Written by on May 14, 2021

How much is Israel’s military campaign against Hamas in Gaza costing the economy? To answer that, a number of different aspects of the economy need to be considered.

First, the military aspect. Thousands of iron dome missiles have been fired at incoming Hamas rockets, each costing between $50,000 and $80,000, according to different estimates. There are also significant costs to the army’s decision to call up 7,000 reserve soldiers, whose salaries must be paid by the National Insurance Institute, as well as the hundreds of air force strikes carried out by the army. Those numbers are continually rising.

Meanwhile, the cost to Israel’s private sector is about NIS 180 million per day, according to an analysis by the Economics Division of the Manufacturers’ Association.

The Manufacturers’ Association calculated that the manpower cost of the first three days of fighting was about NIS 540 million. This assessment referred to the damage to the activities of businesses and industrial plants in accordance with the guidelines of the Home Front Command, according to which on May 11-13, no full work took place in the southern and central districts.

This estimate is based on the cost of a working day, assuming that about 35% of the employed in the southern region were absent from work, along with about 10% in the central region. This estimate does not take into account financial damages from direct damage to factories, damage to profitability or indirect damage such as damage to reputation with customers abroad, cancellation of transactions, non-compliance with schedules and other factors, the association said. When those aspects are factored in, the total cost to the business sector would be much higher.

Manufacturers’ Association president Dr. Ron Tomer called on the state to quickly arrange salary payments to employees who are absent from work in order to ensure peace of mind for employees and employers.

Finally, thousands of homes, vehicles, and pieces of private property have already been damaged by the fighting, with no end in sight.
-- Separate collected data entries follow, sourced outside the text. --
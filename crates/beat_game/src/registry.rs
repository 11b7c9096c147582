//! Ownership container for every process-lifetime subsystem.
//!
//! Subsystems are installed one at a time in `SubsystemId::ORDER` and torn
//! down in exactly the reverse of the order they were installed, whether or
//! not construction finished. Teardown of one subsystem cannot prevent
//! teardown of the rest: each drop runs under `catch_unwind`.

use std::fmt;
use std::panic::{self, AssertUnwindSafe};

use beat_core::{InputFilter, InputMapper, InputQueue, Preferences};
use beat_render::Renderer;

use crate::audio::AudioManager;
use crate::content::{AnnouncerSet, ContentIndex, ContentManager, FontManager};
use crate::error::{panic_message, SubsystemInitError};
use crate::game_state::GameState;
use crate::screens::ScreenManager;
use crate::textures::TextureManager;

#[derive(Debug, Clone, Copy, PartialEq, Eq, Hash)]
pub enum SubsystemId {
    Preferences,
    GameState,
    Audio,
    Announcer,
    InputFilter,
    InputMapper,
    InputQueue,
    ContentIndex,
    ContentManager,
    Renderer,
    TextureManager,
    FontManager,
    ScreenManager,
}

impl SubsystemId {
    /// Construction order. Each entry may depend on any entry before it.
    pub const ORDER: [SubsystemId; 13] = [
        SubsystemId::Preferences,
        SubsystemId::GameState,
        SubsystemId::Audio,
        SubsystemId::Announcer,
        SubsystemId::InputFilter,
        SubsystemId::InputMapper,
        SubsystemId::InputQueue,
        SubsystemId::ContentIndex,
        SubsystemId::ContentManager,
        SubsystemId::Renderer,
        SubsystemId::TextureManager,
        SubsystemId::FontManager,
        SubsystemId::ScreenManager,
    ];

    pub fn name(self) -> &'static str {
        match self {
            Self::Preferences => "preferences",
            Self::GameState => "game state",
            Self::Audio => "audio",
            Self::Announcer => "announcer",
            Self::InputFilter => "input filter",
            Self::InputMapper => "input mapper",
            Self::InputQueue => "input queue",
            Self::ContentIndex => "content index",
            Self::ContentManager => "content manager",
            Self::Renderer => "renderer",
            Self::TextureManager => "texture manager",
            Self::FontManager => "font manager",
            Self::ScreenManager => "screen manager",
        }
    }

    fn position(self) -> usize {
        Self::ORDER
            .iter()
            .position(|&id| id == self)
            .unwrap_or(Self::ORDER.len())
    }
}

impl fmt::Display for SubsystemId {
    fn fmt(&self, f: &mut fmt::Formatter<'_>) -> fmt::Result {
        f.write_str(self.name())
    }
}

/// A freshly constructed subsystem, ready to be installed.
pub enum Handle {
    Preferences(Preferences),
    GameState(GameState),
    Audio(Box<dyn AudioManager>),
    Announcer(AnnouncerSet),
    InputFilter(InputFilter),
    InputMapper(InputMapper),
    InputQueue(InputQueue),
    ContentIndex(ContentIndex),
    ContentManager(ContentManager),
    Renderer(Box<dyn Renderer>),
    TextureManager(Box<dyn TextureManager>),
    FontManager(FontManager),
    ScreenManager(Box<dyn ScreenManager>),
}

impl Handle {
    pub fn id(&self) -> SubsystemId {
        match self {
            Self::Preferences(_) => SubsystemId::Preferences,
            Self::GameState(_) => SubsystemId::GameState,
            Self::Audio(_) => SubsystemId::Audio,
            Self::Announcer(_) => SubsystemId::Announcer,
            Self::InputFilter(_) => SubsystemId::InputFilter,
            Self::InputMapper(_) => SubsystemId::InputMapper,
            Self::InputQueue(_) => SubsystemId::InputQueue,
            Self::ContentIndex(_) => SubsystemId::ContentIndex,
            Self::ContentManager(_) => SubsystemId::ContentManager,
            Self::Renderer(_) => SubsystemId::Renderer,
            Self::TextureManager(_) => SubsystemId::TextureManager,
            Self::FontManager(_) => SubsystemId::FontManager,
            Self::ScreenManager(_) => SubsystemId::ScreenManager,
        }
    }
}

#[derive(Default)]
pub struct Subsystems {
    constructed: Vec<SubsystemId>,
    prefs: Option<Preferences>,
    game_state: Option<GameState>,
    audio: Option<Box<dyn AudioManager>>,
    announcer: Option<AnnouncerSet>,
    input_filter: Option<InputFilter>,
    input_mapper: Option<InputMapper>,
    input_queue: Option<InputQueue>,
    content_index: Option<ContentIndex>,
    content: Option<ContentManager>,
    renderer: Option<Box<dyn Renderer>>,
    textures: Option<Box<dyn TextureManager>>,
    fonts: Option<FontManager>,
    screens: Option<Box<dyn ScreenManager>>,
}

/// Mutable access to everything the frame loop touches, split per field so
/// callers can hold several at once.
pub struct Live<'a> {
    pub prefs: &'a mut Preferences,
    pub game_state: &'a mut GameState,
    pub audio: &'a mut dyn AudioManager,
    pub input_filter: &'a mut InputFilter,
    pub input_mapper: &'a mut InputMapper,
    pub input_queue: &'a mut InputQueue,
    pub renderer: &'a mut dyn Renderer,
    pub textures: &'a mut dyn TextureManager,
    pub screens: &'a mut dyn ScreenManager,
}

impl Subsystems {
    pub fn new() -> Self {
        Self::default()
    }

    /// Installs the next subsystem. Handles must arrive in `ORDER`; each id
    /// exactly once.
    pub fn install(&mut self, handle: Handle) -> Result<(), SubsystemInitError> {
        let id = handle.id();
        let after_last = self
            .constructed
            .last()
            .is_none_or(|last| last.position() < id.position());
        if !after_last {
            return Err(SubsystemInitError::OutOfOrder { subsystem: id });
        }
        match handle {
            Handle::Preferences(v) => self.prefs = Some(v),
            Handle::GameState(v) => self.game_state = Some(v),
            Handle::Audio(v) => self.audio = Some(v),
            Handle::Announcer(v) => self.announcer = Some(v),
            Handle::InputFilter(v) => self.input_filter = Some(v),
            Handle::InputMapper(v) => self.input_mapper = Some(v),
            Handle::InputQueue(v) => self.input_queue = Some(v),
            Handle::ContentIndex(v) => self.content_index = Some(v),
            Handle::ContentManager(v) => self.content = Some(v),
            Handle::Renderer(v) => self.renderer = Some(v),
            Handle::TextureManager(v) => self.textures = Some(v),
            Handle::FontManager(v) => self.fonts = Some(v),
            Handle::ScreenManager(v) => self.screens = Some(v),
        }
        self.constructed.push(id);
        log::debug!("Constructed {id}");
        Ok(())
    }

    pub fn constructed(&self) -> &[SubsystemId] {
        &self.constructed
    }

    pub fn prefs(&self) -> Result<&Preferences, SubsystemInitError> {
        self.prefs
            .as_ref()
            .ok_or(SubsystemInitError::Missing(SubsystemId::Preferences))
    }

    pub fn content_index_mut(&mut self) -> Result<&mut ContentIndex, SubsystemInitError> {
        self.content_index
            .as_mut()
            .ok_or(SubsystemInitError::Missing(SubsystemId::ContentIndex))
    }

    pub fn textures_mut(&mut self) -> Result<&mut (dyn TextureManager + 'static), SubsystemInitError> {
        self.textures
            .as_deref_mut()
            .ok_or(SubsystemInitError::Missing(SubsystemId::TextureManager))
    }

    pub fn content(&self) -> Option<&ContentManager> {
        self.content.as_ref()
    }

    pub fn announcer(&self) -> Option<&AnnouncerSet> {
        self.announcer.as_ref()
    }

    pub fn fonts(&self) -> Option<&FontManager> {
        self.fonts.as_ref()
    }

    pub fn live(&mut self) -> Result<Live<'_>, SubsystemInitError> {
        use SubsystemId as Id;
        Ok(Live {
            prefs: self.prefs.as_mut().ok_or(SubsystemInitError::Missing(Id::Preferences))?,
            game_state: self
                .game_state
                .as_mut()
                .ok_or(SubsystemInitError::Missing(Id::GameState))?,
            audio: self
                .audio
                .as_deref_mut()
                .ok_or(SubsystemInitError::Missing(Id::Audio))?,
            input_filter: self
                .input_filter
                .as_mut()
                .ok_or(SubsystemInitError::Missing(Id::InputFilter))?,
            input_mapper: self
                .input_mapper
                .as_mut()
                .ok_or(SubsystemInitError::Missing(Id::InputMapper))?,
            input_queue: self
                .input_queue
                .as_mut()
                .ok_or(SubsystemInitError::Missing(Id::InputQueue))?,
            renderer: self
                .renderer
                .as_deref_mut()
                .ok_or(SubsystemInitError::Missing(Id::Renderer))?,
            textures: self
                .textures
                .as_deref_mut()
                .ok_or(SubsystemInitError::Missing(Id::TextureManager))?,
            screens: self
                .screens
                .as_deref_mut()
                .ok_or(SubsystemInitError::Missing(Id::ScreenManager))?,
        })
    }

    /// Destroys every constructed subsystem in reverse order of construction
    /// and returns the order used. Safe to call more than once.
    pub fn teardown(&mut self) -> Vec<SubsystemId> {
        let mut destroyed = Vec::with_capacity(self.constructed.len());
        while let Some(id) = self.constructed.pop() {
            let result = panic::catch_unwind(AssertUnwindSafe(|| self.destroy(id)));
            match result {
                Ok(()) => log::debug!("Destroyed {id}"),
                Err(payload) => log::error!(
                    "Panic while destroying {id}: {}; continuing teardown",
                    panic_message(&*payload)
                ),
            }
            destroyed.push(id);
        }
        destroyed
    }

    fn destroy(&mut self, id: SubsystemId) {
        match id {
            SubsystemId::Preferences => drop(self.prefs.take()),
            SubsystemId::GameState => drop(self.game_state.take()),
            SubsystemId::Audio => drop(self.audio.take()),
            SubsystemId::Announcer => drop(self.announcer.take()),
            SubsystemId::InputFilter => drop(self.input_filter.take()),
            SubsystemId::InputMapper => drop(self.input_mapper.take()),
            SubsystemId::InputQueue => drop(self.input_queue.take()),
            SubsystemId::ContentIndex => drop(self.content_index.take()),
            SubsystemId::ContentManager => drop(self.content.take()),
            SubsystemId::Renderer => drop(self.renderer.take()),
            SubsystemId::TextureManager => drop(self.textures.take()),
            SubsystemId::FontManager => drop(self.fonts.take()),
            SubsystemId::ScreenManager => drop(self.screens.take()),
        }
    }
}

impl Drop for Subsystems {
    fn drop(&mut self) {
        self.teardown();
    }
}

#[cfg(test)]
mod tests {
    use super::*;
    use crate::testing::{full_handles, PanickingAudio, Recorder};

    #[test]
    fn teardown_reverses_construction() {
        let rec = Recorder::default();
        let mut subsystems = Subsystems::new();
        for handle in full_handles(&rec) {
            subsystems.install(handle).expect("install in order");
        }
        assert_eq!(subsystems.constructed(), &SubsystemId::ORDER);

        let destroyed = subsystems.teardown();
        let mut expected = SubsystemId::ORDER.to_vec();
        expected.reverse();
        assert_eq!(destroyed, expected);
        assert_eq!(
            rec.dropped(),
            vec![
                SubsystemId::ScreenManager,
                SubsystemId::TextureManager,
                SubsystemId::Renderer,
                SubsystemId::Audio,
            ]
        );
    }

    #[test]
    fn partial_construction_tears_down_only_what_exists() {
        let rec = Recorder::default();
        let mut subsystems = Subsystems::new();
        for handle in full_handles(&rec).into_iter().take(4) {
            subsystems.install(handle).expect("install in order");
        }
        let destroyed = subsystems.teardown();
        assert_eq!(
            destroyed,
            vec![
                SubsystemId::Announcer,
                SubsystemId::Audio,
                SubsystemId::GameState,
                SubsystemId::Preferences,
            ]
        );
        assert!(subsystems.teardown().is_empty());
    }

    #[test]
    fn out_of_order_install_is_rejected() {
        let mut subsystems = Subsystems::new();
        subsystems
            .install(Handle::GameState(GameState::new()))
            .expect("first install");
        let err = subsystems
            .install(Handle::Preferences(Preferences::default()))
            .expect_err("preferences after game state");
        assert!(matches!(
            err,
            SubsystemInitError::OutOfOrder {
                subsystem: SubsystemId::Preferences
            }
        ));
        let err = subsystems
            .install(Handle::GameState(GameState::new()))
            .expect_err("duplicate");
        assert!(matches!(err, SubsystemInitError::OutOfOrder { .. }));
    }

    #[test]
    fn live_requires_every_loop_subsystem() {
        let rec = Recorder::default();
        let mut subsystems = Subsystems::new();
        for handle in full_handles(&rec).into_iter().take(9) {
            subsystems.install(handle).expect("install in order");
        }
        assert!(matches!(
            subsystems.live(),
            Err(SubsystemInitError::Missing(SubsystemId::Renderer))
        ));
    }

    #[test]
    fn panicking_teardown_does_not_stop_the_rest() {
        let rec = Recorder::default();
        let mut subsystems = Subsystems::new();
        for handle in full_handles(&rec) {
            let handle = match handle {
                Handle::Audio(_) => Handle::Audio(Box::new(PanickingAudio)),
                other => other,
            };
            subsystems.install(handle).expect("install in order");
        }
        let destroyed = subsystems.teardown();
        assert_eq!(destroyed.len(), SubsystemId::ORDER.len());
        assert_eq!(destroyed.last(), Some(&SubsystemId::Preferences));
    }
}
The cost of that damage is estimated so far at hundreds of millions of shekels, with no clear end in sight.

The current military campaign comes after a year where the coronavirus pandemic forced governments around the world to increase welfare spending and raise record levels of debt. Israel’s GDP per capita decreased in 2020 by 4.3%, as government spending increased by 22.5% while tax revenues dropped. While economic activity inside the country has bounced back quickly and the unemployment rate has fallen faster than expected in recent months to a current 8%, the economic recovery is fragile, and many sectors are still extremely vulnerable to shocks.

Israel’s sovereign credit ratings have been strong, despite the costs of coronavirus, although prolonged violence could put that at risk. On Thursday, Fitch, one of the agencies whose ratings help international investors evaluate financial decisions, said Thursday that prolonged fighting could pose threats to Israel’s rating outlook.